• DATA SHOWN:
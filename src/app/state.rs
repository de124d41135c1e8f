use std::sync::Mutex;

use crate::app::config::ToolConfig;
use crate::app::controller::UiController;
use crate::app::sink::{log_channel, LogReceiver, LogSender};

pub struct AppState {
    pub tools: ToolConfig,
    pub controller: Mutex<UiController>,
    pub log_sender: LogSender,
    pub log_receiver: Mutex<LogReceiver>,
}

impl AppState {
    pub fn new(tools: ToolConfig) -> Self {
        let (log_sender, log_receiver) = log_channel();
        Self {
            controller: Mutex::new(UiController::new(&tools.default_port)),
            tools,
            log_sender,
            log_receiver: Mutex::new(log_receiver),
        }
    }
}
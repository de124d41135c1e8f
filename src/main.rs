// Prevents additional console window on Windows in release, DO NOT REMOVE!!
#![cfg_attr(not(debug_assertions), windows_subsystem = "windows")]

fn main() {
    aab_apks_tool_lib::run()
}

• EXERCISE DESCRIPTION:
Reproduce each record exactly, leaving nothing out.

• EXERCISE OUTPUT:
filename src/app/state.rs
repository de124d41135c1e8f
use std::sync::Mutex;

use crate::app::config::ToolConfig;
use crate::app::controller::UiController;
use crate::app::sink::{log_channel, LogReceiver, LogSender};

pub struct AppState {
    pub tools: ToolConfig,
    pub controller: Mutex<UiController>,
    pub log_sender: LogSender,
    pub log_receiver: Mutex<LogReceiver>,
}

impl AppState {
    pub fn new(tools: ToolConfig) -> Self {
        let (log_sender, log_receiver) = log_channel();
        Self {
            controller: Mutex::new(UiController::new(&tools.default_port)),
            tools,
            log_sender,
            log_receiver: Mutex::new(log_receiver),
        }
    }
}
repository de124d41135c1e8f
filename src/main.rs
// Prevents additional console window on Windows in release, DO NOT REMOVE!!
#![cfg_attr(not(debug_assertions), windows_subsystem = "windows")]

fn main() {
    aab_apks_tool_lib::run()
}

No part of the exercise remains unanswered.